▶ _Listed entries_:
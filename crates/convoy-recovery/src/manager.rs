// SPDX-FileCopyrightText: 2026 Convoy Contributors
// SPDX-License-Identifier: MIT OR Apache-2.0

//! The state recovery manager.
//!
//! Persists one user's [`ConversationState`] across a layered storage
//! hierarchy and recovers the best available version after a reload or crash.
//! Recovery strategies are tried in priority order — durable tier, volatile
//! tier, remote persistence (stub), in-memory last-known-good — and every
//! candidate is validated, sanitized if needed, and revalidated before it is
//! trusted. Exhausting all strategies yields a fresh state, never an error.

use std::sync::Arc;

use async_trait::async_trait;
use tokio::sync::Mutex;
use tracing::{debug, info, warn};

use convoy_config::model::RecoveryConfig;
use convoy_core::types::now_millis;
use convoy_core::{ConversationState, ConvoyError, StateStore, UserComponent};

use crate::envelope::{decode_payload, encode_payload, VersionedState, STATE_VERSION};
use crate::validate::{sanitize_state, validate_state};

/// Persists, validates, sanitizes, and restores one user's conversation state.
pub struct RecoveryManager {
    user_id: String,
    durable: Arc<dyn StateStore>,
    volatile: Arc<dyn StateStore>,
    config: RecoveryConfig,
    /// Last state that was successfully persisted; final fallback strategy.
    last_good: Mutex<Option<ConversationState>>,
}

impl RecoveryManager {
    pub fn new(
        user_id: impl Into<String>,
        durable: Arc<dyn StateStore>,
        volatile: Arc<dyn StateStore>,
        config: RecoveryConfig,
    ) -> Self {
        let user_id = user_id.into();
        info!(user_id = %user_id, "recovery manager created");
        Self {
            user_id,
            durable,
            volatile,
            config,
            last_good: Mutex::new(None),
        }
    }

    fn storage_key(&self) -> String {
        format!("convoy:conversation:{}", self.user_id)
    }

    fn retention_ms(&self) -> i64 {
        (self.config.retention_hours as i64).saturating_mul(3_600_000)
    }

    /// Persists the state: validate, envelope, size-check, compress, write
    /// durable then volatile, update the last-known-good snapshot.
    ///
    /// Known-bad state is never persisted; oversized state is refused with a
    /// capacity error. The volatile tier is best-effort: its failure alone
    /// does not fail the save.
    pub async fn save_state(&self, state: &ConversationState) -> Result<(), ConvoyError> {
        let value = serde_json::to_value(state)
            .map_err(|e| ConvoyError::Internal(format!("state serialization failed: {e}")))?;
        validate_state(&value, self.config.max_messages)?;

        let envelope = VersionedState {
            version: STATE_VERSION,
            user_id: self.user_id.clone(),
            state: value,
            saved_at: now_millis(),
        };
        let serialized = serde_json::to_string(&envelope)
            .map_err(|e| ConvoyError::Internal(format!("envelope serialization failed: {e}")))?;

        if serialized.len() > self.config.max_state_bytes {
            warn!(
                user_id = %self.user_id,
                size = serialized.len(),
                limit = self.config.max_state_bytes,
                "refusing to persist oversized state"
            );
            return Err(ConvoyError::Capacity {
                size: serialized.len(),
                limit: self.config.max_state_bytes,
            });
        }

        let payload = encode_payload(&serialized, self.config.compress_threshold_bytes)?;
        let key = self.storage_key();

        let durable_result = self.durable.put(&key, &payload).await;
        if let Err(e) = &durable_result {
            warn!(user_id = %self.user_id, error = %e, "durable tier write failed");
        }

        let volatile_result = self.volatile.put(&key, &payload).await;
        if let Err(e) = &volatile_result {
            warn!(
                user_id = %self.user_id,
                error = %e,
                "volatile tier write failed (best-effort)"
            );
        }

        // The save counts as long as at least one tier holds the record.
        if durable_result.is_err() && volatile_result.is_err() {
            return durable_result;
        }

        *self.last_good.lock().await = Some(state.clone());
        debug!(
            user_id = %self.user_id,
            bytes = payload.len(),
            messages = state.messages.len(),
            "state persisted"
        );
        Ok(())
    }

    /// Recovers the best available state, or a fresh one.
    ///
    /// Never returns an error: every strategy failure cascades to the next,
    /// and the final fallback is an empty conversation.
    pub async fn recover_state(&self) -> ConversationState {
        let key = self.storage_key();

        for (tier, store) in [("durable", &self.durable), ("volatile", &self.volatile)] {
            match store.get(&key).await {
                Ok(Some(raw)) => {
                    if let Some(state) = self.try_recover_candidate(&raw, tier) {
                        info!(user_id = %self.user_id, tier, "state recovered");
                        return state;
                    }
                }
                Ok(None) => debug!(user_id = %self.user_id, tier, "no record in tier"),
                Err(e) => warn!(user_id = %self.user_id, tier, error = %e, "tier read failed"),
            }
        }

        if let Some(state) = self.recover_from_remote().await {
            return state;
        }

        if let Some(state) = self.last_good.lock().await.clone() {
            info!(user_id = %self.user_id, "recovered from in-memory snapshot");
            return state;
        }

        info!(user_id = %self.user_id, "no recoverable state, starting fresh");
        ConversationState::default()
    }

    /// Remote persistence strategy.
    ///
    /// TODO: wire up to the server-side conversation archive once that API
    /// ships; until then this tier always misses.
    async fn recover_from_remote(&self) -> Option<ConversationState> {
        debug!(user_id = %self.user_id, "remote recovery tier not available");
        None
    }

    /// Decodes, checks, and validates one tier's record.
    fn try_recover_candidate(&self, raw: &str, tier: &str) -> Option<ConversationState> {
        let decoded = match decode_payload(raw) {
            Ok(d) => d,
            Err(e) => {
                warn!(user_id = %self.user_id, tier, error = %e, "undecodable record");
                return None;
            }
        };

        let envelope: VersionedState = match serde_json::from_str(&decoded) {
            Ok(env) => env,
            Err(e) => {
                warn!(user_id = %self.user_id, tier, error = %e, "unparseable envelope");
                return None;
            }
        };

        if let Some(reason) =
            envelope.acceptance_error(&self.user_id, self.retention_ms(), now_millis())
        {
            warn!(user_id = %self.user_id, tier, reason = %reason, "envelope rejected");
            return None;
        }

        self.accept_candidate(envelope.state, tier)
    }

    /// Validates a candidate state value, attempting a sanitize pass if the
    /// raw value fails. Both paths must end in a state that validates.
    fn accept_candidate(&self, value: serde_json::Value, tier: &str) -> Option<ConversationState> {
        if validate_state(&value, self.config.max_messages).is_ok()
            && let Ok(state) = serde_json::from_value::<ConversationState>(value.clone())
        {
            return Some(state);
        }

        let cleaned = sanitize_state(&value, self.config.max_messages);
        match validate_state(&cleaned, self.config.max_messages) {
            Ok(()) => match serde_json::from_value::<ConversationState>(cleaned) {
                Ok(state) => {
                    warn!(
                        user_id = %self.user_id,
                        tier,
                        "candidate failed validation, recovered via sanitize"
                    );
                    Some(state)
                }
                Err(e) => {
                    warn!(user_id = %self.user_id, tier, error = %e, "sanitized state untypeable");
                    None
                }
            },
            Err(e) => {
                warn!(user_id = %self.user_id, tier, error = %e, "candidate unrecoverable");
                None
            }
        }
    }

    /// Removes both storage tiers and the in-memory snapshot. Idempotent.
    pub async fn clear_state(&self) -> Result<(), ConvoyError> {
        let key = self.storage_key();
        let durable_result = self.durable.remove(&key).await;
        if let Err(e) = self.volatile.remove(&key).await {
            warn!(user_id = %self.user_id, error = %e, "volatile tier clear failed");
        }
        *self.last_good.lock().await = None;
        debug!(user_id = %self.user_id, "state cleared");
        durable_result
    }
}

#[async_trait]
impl UserComponent for RecoveryManager {
    fn user_id(&self) -> &str {
        &self.user_id
    }

    /// Persists the last-known-good snapshot one final time before release.
    async fn dispose(&self) {
        let snapshot = self.last_good.lock().await.clone();
        if let Some(state) = snapshot
            && let Err(e) = self.save_state(&state).await
        {
            warn!(user_id = %self.user_id, error = %e, "final snapshot persist failed");
        }
        info!(user_id = %self.user_id, "recovery manager disposed");
    }
}
// SPDX-FileCopyrightText: 2026 Convoy Contributors
// SPDX-License-Identifier: MIT OR Apache-2.0

//! Per-user conversation management for Convoy.
//!
//! [`ConversationManager`] owns one user's message history, serializes
//! outbound sends through a FIFO queue with bounded retries, and correlates
//! inbound agent completions back to the message that triggered them. State
//! mutations are persisted through the recovery manager and fanned out to
//! registered observers.

pub mod manager;
pub mod queue;

pub use manager::ConversationManager;
pub use queue::QueueItem;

▶ _Aim of the task_: The expected answer is a copy of every line in the entries that holds the word "ConversationManager".

▶ _Your solution_:
//! [`ConversationManager`] owns one user's message history, serializes
pub use manager::ConversationManager;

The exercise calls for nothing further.